Thursday, February 10, 2011

It's Not Just About Irish Women

Yes I know my PhD analyzes Irishwomen's representation of Continental Europe from the Act of Union of 1800 through contemporary Ireland, but it simply isn't all about the Irish women.    You might be wondering what I'm on about, but let me explain by way of an example.  These past two weeks I've set down the works of the two writers whose works form the subject of my third chapter and have spent most of my time reading histories of nineteenth-century France, histories of banking, and HonorĂ© de Balzac.



My supervisor, Sinead, suggested to me about two weeks ago that, in conjunction with Somerville and Ross, I should pick up George Moore's A Drama in Muslin, an 1886 novel that focuses on the life of the Protestant Ascendancy during the Land Wars.  If you have the time, I cannot recommend it highly enough; Moore's wit is unbelievable.  Moore, like Edith Somerville, spent several years in Paris, at first, studying to be a painter and then interacting with the literary and artistic avant-garde of fin-de-siecle Paris, including Zola, Manet, and Monet.  So here's the point of departure, Moore is often characterised as the first, if not the only, realist in the French tradition of Zola and Balzac in Irish literature; however, after reading so many of Somerville and Ross's works, I believe they too express modes of French realism.

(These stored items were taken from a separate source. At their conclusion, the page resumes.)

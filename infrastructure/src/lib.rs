//! Infrastructure layer for taskforce
//!
//! This crate contains adapters that implement the ports defined in the
//! application layer: the OpenAI-compatible gateway, the local code runner,
//! the JSONL transcript logger, and configuration file loading.

pub mod config;
pub mod logging;
pub mod providers;
pub mod runner;

// Re-export commonly used types
pub use config::{
    ConfigLoader, ConfigValidationError, FileConfig, FileConstraintsConfig, FileExecutorConfig,
    FileLoggingConfig, FileModelConfig, FileOrchestratorConfig, FileOutputConfig,
    FileRosterConfig,
};
pub use logging::JsonlConversationLogger;
pub use providers::{OpenAiGateway, OpenAiSettings};
pub use runner::LocalCommandRunner;
//! Live progress display

pub mod reporter;
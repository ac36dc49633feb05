//! Progress reporting for coordinator runs

use colored::Colorize;
use indicatif::{ProgressBar, ProgressStyle};
use std::sync::Mutex;
use std::time::Duration;
use taskforce_application::RunObserver;
use taskforce_domain::{
    CoordinatorState, Diagnostic, ExecutionRecord, Message, MessageKind, ProgressLedger,
    RunStatus, Severity, StopReason, TaskLedger, core::string::preview,
};

const PREVIEW_LEN: usize = 120;

/// Reports run progress on stderr with a spinner
///
/// Messages are printed above the spinner so the transcript scrolls while
/// the current state stays visible. With `verbose`, ledgers and full
/// message bodies are shown as well.
pub struct ConsoleRunObserver {
    spinner: Mutex<Option<ProgressBar>>,
    verbose: bool,
}

impl ConsoleRunObserver {
    pub fn new() -> Self {
        Self {
            spinner: Mutex::new(None),
            verbose: false,
        }
    }

    pub fn with_verbose(mut self, verbose: bool) -> Self {
        self.verbose = verbose;
        self
    }

    fn spinner_style() -> ProgressStyle {
        ProgressStyle::default_spinner()
            .template("{spinner:.green} {prefix:.bold.cyan} {msg}")
            .unwrap_or_else(|_| ProgressStyle::default_spinner())
    }

    fn with_spinner(&self, f: impl FnOnce(&ProgressBar)) {
        let Ok(mut guard) = self.spinner.lock() else {
            return;
        };
        let pb = guard.get_or_insert_with(|| {
            let pb = ProgressBar::new_spinner();
            pb.set_style(Self::spinner_style());
            pb.enable_steady_tick(Duration::from_millis(100));
            pb
        });
        f(pb);
    }

    // A hidden bar (stderr is not a terminal) swallows println
    fn println(&self, line: String) {
        self.with_spinner(|pb| {
            if pb.is_hidden() {
                eprintln!("{}", line);
            } else {
                pb.println(line);
            }
        });
    }

    /// Spinner label for a control-loop state
    pub fn state_label(state: CoordinatorState) -> &'static str {
        match state {
            CoordinatorState::Planning => "Planning",
            CoordinatorState::Evaluating => "Evaluating progress",
            CoordinatorState::Dispatching => "Waiting for agent",
            CoordinatorState::Replanning => "Replanning",
            CoordinatorState::Terminated => "Done",
        }
    }

    /// One display line for a conversation message, `None` when hidden
    pub fn message_line(message: &Message, verbose: bool) -> Option<String> {
        let body = if verbose {
            message.content.clone()
        } else {
            preview(&message.content, PREVIEW_LEN)
        };
        let sender = message.sender.as_str();
        let line = match message.kind {
            MessageKind::Task => format!("{} {}", "task".cyan().bold(), body),
            MessageKind::Ledger if !verbose => return None,
            MessageKind::Ledger => format!("{}\n{}", "ledger".cyan().bold(), body.dimmed()),
            MessageKind::Instruction => {
                format!("{} {}", format!("{} ->", sender).blue().bold(), body)
            }
            MessageKind::AgentReply => format!("{} {}", format!("{}:", sender).green().bold(), body),
            MessageKind::AgentFailure => {
                format!("{} {}", format!("{} x", sender).red().bold(), body)
            }
            MessageKind::InjectedFault => format!(
                "{} {}",
                format!("{} x (injected)", sender).magenta().bold(),
                body
            ),
            // Printed by the caller once the spinner is gone
            MessageKind::FinalAnswer => return None,
        };
        Some(line)
    }

    pub fn stall_line(count: u32, max_stalls: u32) -> String {
        format!("{} stall {}/{}", "!".yellow().bold(), count, max_stalls)
            .yellow()
            .to_string()
    }

    pub fn diagnostic_line(diagnostic: &Diagnostic) -> String {
        match diagnostic.severity {
            Severity::Error => format!("{} {}", "error:".red().bold(), diagnostic.message),
            Severity::Warning => format!("{} {}", "warning:".yellow().bold(), diagnostic.message),
        }
    }
}

impl Default for ConsoleRunObserver {
    fn default() -> Self {
        Self::new()
    }
}

impl RunObserver for ConsoleRunObserver {
    fn on_state_change(&self, state: CoordinatorState) {
        if state.is_terminal() {
            return;
        }
        self.with_spinner(|pb| pb.set_prefix(Self::state_label(state)));
    }

    fn on_task_ledger(&self, ledger: &TaskLedger) {
        self.println(format!(
            "{} plan v{} ({} steps)",
            "->".cyan(),
            ledger.version(),
            ledger.plan().len()
        ));
        if self.verbose {
            for (i, step) in ledger.plan().iter().enumerate() {
                self.println(format!("   {}. {}", i + 1, step));
            }
        }
    }

    fn on_progress_ledger(&self, ledger: &ProgressLedger) {
        self.with_spinner(|pb| pb.set_message(format!("next: {}", ledger.next_speaker())));
        if self.verbose {
            self.println(
                format!(
                    "   satisfied={} progress={} loop={} ({})",
                    ledger.is_complete(),
                    ledger.is_making_progress(),
                    ledger.is_looping(),
                    preview(&ledger.is_progress_being_made.reason, PREVIEW_LEN)
                )
                .dimmed()
                .to_string(),
            );
        }
    }

    fn on_message(&self, message: &Message) {
        if let Some(line) = Self::message_line(message, self.verbose) {
            self.println(line);
        }
    }

    fn on_stall(&self, count: u32, max_stalls: u32) {
        self.println(Self::stall_line(count, max_stalls));
    }

    fn on_replan(&self, plan_version: u32) {
        self.println(format!(
            "{} {}",
            "~>".yellow().bold(),
            format!("replanned (plan v{})", plan_version).yellow()
        ));
    }

    fn on_diagnostic(&self, diagnostic: &Diagnostic) {
        self.println(Self::diagnostic_line(diagnostic));
    }

    fn on_execution_record(&self, record: &ExecutionRecord) {
        if self.verbose {
            self.println(
                format!("   exec #{}: {}", record.attempt, record.outcome)
                    .dimmed()
                    .to_string(),
            );
        }
    }

    fn on_terminated(&self, status: RunStatus, reason: &StopReason, _answer: Option<&str>) {
        let Ok(mut guard) = self.spinner.lock() else {
            return;
        };
        let summary = match status {
            RunStatus::Complete => format!("{} ({})", "complete".green(), reason),
            RunStatus::Incomplete => format!("{} ({})", "incomplete".yellow(), reason),
            RunStatus::Cancelled => "cancelled".red().to_string(),
        };
        if let Some(pb) = guard.take() {
            pb.set_prefix(Self::state_label(CoordinatorState::Terminated));
            pb.finish_with_message(summary);
        }
    }
}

So what next?  Well, Balzac.  I'm about half-way through his Grand Illusions and have been told his Pere Goriot might provide some useful context.  But reading Balzac isn't quite enough.  It becomes a bit of falling down a rabbit hole.  Since Balzac alone isn't enough, I've had to spend time reading studies of Balzac, including Georg Lukacs's European Realism, Mikhail Bakhtin's Forms of Time and of the Chronotope in the Novel, and, of course, Franco Moretti's Atlas of the European Novel.  All of this provides the theoretical support for arguments involving modes of realism in Somerville and Ross.

But I've also been reading Hobsbawm's The Age of Capital, Price's Economic History of Modern France, Walter Benjamin's The Arcades Project and The Writer of Modern Life.  These provide more of an historical understanding of the France of Balzac, Zola, Moore, and Sommerville and Ross.  Benjamin is interesting, especially because his writings largely focus on the life and writings of Charles Baudelaire, whose poetry describes the emergence of modernity in Paris.  Benjamin sees this as an economic and industrial phenomenon.  Now, underlying Benjamin's economic arguments are Engels's writings on the division of labour and the development of modern industrial-based capitalism.

Like I said, it's not all about nineteenth-century Irish women writers.